▸ **The problem**
Below are the records. Gather each line that holds "snapshot".

▸ **Data under study**
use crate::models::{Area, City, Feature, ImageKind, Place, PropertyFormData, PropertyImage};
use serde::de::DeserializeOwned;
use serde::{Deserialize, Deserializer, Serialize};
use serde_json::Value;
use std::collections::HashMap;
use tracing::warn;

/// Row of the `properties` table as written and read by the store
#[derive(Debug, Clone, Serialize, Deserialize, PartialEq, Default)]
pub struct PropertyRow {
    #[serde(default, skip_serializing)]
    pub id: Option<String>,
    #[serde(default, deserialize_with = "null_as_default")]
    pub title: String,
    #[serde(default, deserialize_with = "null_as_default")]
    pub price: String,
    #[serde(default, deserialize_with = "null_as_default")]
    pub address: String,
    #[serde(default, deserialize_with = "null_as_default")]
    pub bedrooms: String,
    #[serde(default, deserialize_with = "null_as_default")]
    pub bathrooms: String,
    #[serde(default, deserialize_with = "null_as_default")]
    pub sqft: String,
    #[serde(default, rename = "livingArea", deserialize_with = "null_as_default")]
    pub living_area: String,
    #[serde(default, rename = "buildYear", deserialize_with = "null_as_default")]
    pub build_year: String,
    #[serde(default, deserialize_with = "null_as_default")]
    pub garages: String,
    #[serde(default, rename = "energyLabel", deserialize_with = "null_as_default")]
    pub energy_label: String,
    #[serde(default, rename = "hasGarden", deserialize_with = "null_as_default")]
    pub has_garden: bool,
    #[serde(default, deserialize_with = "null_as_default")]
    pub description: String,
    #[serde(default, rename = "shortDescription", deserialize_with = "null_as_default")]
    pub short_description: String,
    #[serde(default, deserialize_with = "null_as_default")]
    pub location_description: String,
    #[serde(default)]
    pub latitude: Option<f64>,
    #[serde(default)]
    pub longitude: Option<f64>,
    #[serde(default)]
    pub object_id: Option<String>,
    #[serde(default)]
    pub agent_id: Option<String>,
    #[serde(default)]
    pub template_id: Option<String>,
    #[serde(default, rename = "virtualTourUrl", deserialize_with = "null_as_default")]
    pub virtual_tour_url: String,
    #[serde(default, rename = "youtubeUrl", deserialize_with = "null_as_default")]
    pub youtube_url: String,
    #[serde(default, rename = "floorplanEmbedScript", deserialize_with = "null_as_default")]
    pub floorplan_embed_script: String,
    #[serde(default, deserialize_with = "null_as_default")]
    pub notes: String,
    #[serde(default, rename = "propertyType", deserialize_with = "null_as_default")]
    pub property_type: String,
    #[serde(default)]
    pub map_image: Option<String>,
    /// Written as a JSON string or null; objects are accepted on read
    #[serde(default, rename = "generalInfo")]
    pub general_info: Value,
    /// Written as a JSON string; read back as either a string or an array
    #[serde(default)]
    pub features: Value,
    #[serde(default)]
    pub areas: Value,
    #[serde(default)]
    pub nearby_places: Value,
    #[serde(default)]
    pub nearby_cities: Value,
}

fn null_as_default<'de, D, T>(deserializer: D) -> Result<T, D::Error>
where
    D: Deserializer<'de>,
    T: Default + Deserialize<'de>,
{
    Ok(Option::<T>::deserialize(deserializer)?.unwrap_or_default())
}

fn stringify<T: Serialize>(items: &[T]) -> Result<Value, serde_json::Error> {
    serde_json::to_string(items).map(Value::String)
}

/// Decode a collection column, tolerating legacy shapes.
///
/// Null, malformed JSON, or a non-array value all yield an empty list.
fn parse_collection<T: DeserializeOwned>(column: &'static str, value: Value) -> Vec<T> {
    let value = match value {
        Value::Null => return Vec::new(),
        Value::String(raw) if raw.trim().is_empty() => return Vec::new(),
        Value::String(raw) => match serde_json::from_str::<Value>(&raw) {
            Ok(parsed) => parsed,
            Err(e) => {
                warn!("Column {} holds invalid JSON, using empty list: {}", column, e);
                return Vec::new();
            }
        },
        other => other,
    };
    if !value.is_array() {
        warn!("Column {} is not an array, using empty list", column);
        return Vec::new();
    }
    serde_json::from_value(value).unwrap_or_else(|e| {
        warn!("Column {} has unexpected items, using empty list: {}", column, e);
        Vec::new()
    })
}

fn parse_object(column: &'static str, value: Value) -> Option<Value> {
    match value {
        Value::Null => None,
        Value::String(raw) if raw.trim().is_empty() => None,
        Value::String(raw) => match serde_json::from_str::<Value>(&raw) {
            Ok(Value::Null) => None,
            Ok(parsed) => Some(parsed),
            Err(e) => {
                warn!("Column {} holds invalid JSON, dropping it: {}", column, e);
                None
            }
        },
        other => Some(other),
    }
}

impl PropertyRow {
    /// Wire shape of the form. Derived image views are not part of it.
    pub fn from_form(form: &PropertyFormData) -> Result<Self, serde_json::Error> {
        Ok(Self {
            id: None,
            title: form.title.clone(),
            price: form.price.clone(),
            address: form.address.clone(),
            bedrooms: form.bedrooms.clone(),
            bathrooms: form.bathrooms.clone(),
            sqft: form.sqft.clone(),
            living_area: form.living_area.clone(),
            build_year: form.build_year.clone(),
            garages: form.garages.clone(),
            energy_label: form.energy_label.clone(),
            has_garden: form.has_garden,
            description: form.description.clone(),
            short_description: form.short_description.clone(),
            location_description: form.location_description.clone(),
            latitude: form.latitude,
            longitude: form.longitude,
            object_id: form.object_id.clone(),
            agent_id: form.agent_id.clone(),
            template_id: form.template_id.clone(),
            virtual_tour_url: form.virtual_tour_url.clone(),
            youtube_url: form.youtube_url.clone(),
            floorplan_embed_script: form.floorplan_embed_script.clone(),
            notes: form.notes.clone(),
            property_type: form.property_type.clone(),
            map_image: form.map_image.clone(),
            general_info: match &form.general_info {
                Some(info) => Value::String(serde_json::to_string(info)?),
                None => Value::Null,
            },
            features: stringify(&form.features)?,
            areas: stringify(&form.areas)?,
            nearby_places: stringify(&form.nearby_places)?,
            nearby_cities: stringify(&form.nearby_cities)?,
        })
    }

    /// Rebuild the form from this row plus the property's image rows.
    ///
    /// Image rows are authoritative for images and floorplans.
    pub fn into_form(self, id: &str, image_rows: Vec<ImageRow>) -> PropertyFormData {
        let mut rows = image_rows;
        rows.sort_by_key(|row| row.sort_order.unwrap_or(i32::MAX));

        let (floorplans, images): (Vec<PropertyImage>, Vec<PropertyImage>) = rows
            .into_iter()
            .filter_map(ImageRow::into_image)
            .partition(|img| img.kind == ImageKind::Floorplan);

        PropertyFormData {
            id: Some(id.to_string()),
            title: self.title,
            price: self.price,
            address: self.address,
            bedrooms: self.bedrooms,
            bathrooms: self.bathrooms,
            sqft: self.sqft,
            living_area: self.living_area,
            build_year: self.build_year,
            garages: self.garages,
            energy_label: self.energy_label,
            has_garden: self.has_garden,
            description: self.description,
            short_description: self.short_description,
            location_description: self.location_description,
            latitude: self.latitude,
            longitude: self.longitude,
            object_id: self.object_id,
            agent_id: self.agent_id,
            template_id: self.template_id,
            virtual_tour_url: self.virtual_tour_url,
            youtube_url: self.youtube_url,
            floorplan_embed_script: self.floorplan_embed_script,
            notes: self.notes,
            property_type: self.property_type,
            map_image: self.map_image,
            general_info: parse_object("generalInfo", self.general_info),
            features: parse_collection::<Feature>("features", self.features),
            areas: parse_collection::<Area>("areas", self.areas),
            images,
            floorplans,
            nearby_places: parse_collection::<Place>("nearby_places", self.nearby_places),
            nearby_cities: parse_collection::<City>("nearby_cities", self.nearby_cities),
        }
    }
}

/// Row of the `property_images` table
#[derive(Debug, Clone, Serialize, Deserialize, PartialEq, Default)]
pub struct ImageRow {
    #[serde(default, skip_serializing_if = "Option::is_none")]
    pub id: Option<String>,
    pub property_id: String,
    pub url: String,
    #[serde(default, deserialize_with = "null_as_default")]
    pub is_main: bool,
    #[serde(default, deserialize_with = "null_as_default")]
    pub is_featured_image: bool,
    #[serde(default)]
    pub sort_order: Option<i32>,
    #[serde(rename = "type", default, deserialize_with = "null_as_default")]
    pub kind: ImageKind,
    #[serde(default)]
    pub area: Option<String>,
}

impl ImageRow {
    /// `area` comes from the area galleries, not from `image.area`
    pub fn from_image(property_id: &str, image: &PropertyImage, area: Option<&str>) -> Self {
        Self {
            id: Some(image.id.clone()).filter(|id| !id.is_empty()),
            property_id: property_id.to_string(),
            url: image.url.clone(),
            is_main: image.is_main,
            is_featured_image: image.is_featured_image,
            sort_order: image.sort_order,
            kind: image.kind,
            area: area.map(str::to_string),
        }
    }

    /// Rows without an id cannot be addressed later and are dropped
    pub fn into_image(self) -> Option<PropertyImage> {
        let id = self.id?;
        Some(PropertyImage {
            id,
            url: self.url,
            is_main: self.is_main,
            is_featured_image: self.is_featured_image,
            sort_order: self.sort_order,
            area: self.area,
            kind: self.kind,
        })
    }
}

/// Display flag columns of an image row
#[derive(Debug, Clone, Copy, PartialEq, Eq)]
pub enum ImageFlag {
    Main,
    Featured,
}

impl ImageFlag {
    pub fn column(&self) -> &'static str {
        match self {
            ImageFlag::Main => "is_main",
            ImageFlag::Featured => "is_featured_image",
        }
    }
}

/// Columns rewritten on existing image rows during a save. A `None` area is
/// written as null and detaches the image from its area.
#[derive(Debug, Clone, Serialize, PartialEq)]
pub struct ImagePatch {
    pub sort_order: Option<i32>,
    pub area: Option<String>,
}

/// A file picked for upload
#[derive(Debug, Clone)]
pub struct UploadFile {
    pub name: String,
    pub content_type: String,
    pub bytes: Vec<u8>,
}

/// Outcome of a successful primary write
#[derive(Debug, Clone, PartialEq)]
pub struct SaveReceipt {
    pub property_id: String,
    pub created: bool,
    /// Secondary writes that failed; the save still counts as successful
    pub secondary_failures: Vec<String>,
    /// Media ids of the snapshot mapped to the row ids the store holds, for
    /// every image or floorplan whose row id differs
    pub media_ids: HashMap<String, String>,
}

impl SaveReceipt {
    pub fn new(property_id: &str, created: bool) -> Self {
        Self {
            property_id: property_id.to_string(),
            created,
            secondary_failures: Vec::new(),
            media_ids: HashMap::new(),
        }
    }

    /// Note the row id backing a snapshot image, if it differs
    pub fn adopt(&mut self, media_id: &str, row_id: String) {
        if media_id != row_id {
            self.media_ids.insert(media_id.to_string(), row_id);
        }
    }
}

▸ **Exercise solution**
    /// Media ids of the snapshot mapped to the row ids the store holds, for
    /// Note the row id backing a snapshot image, if it differs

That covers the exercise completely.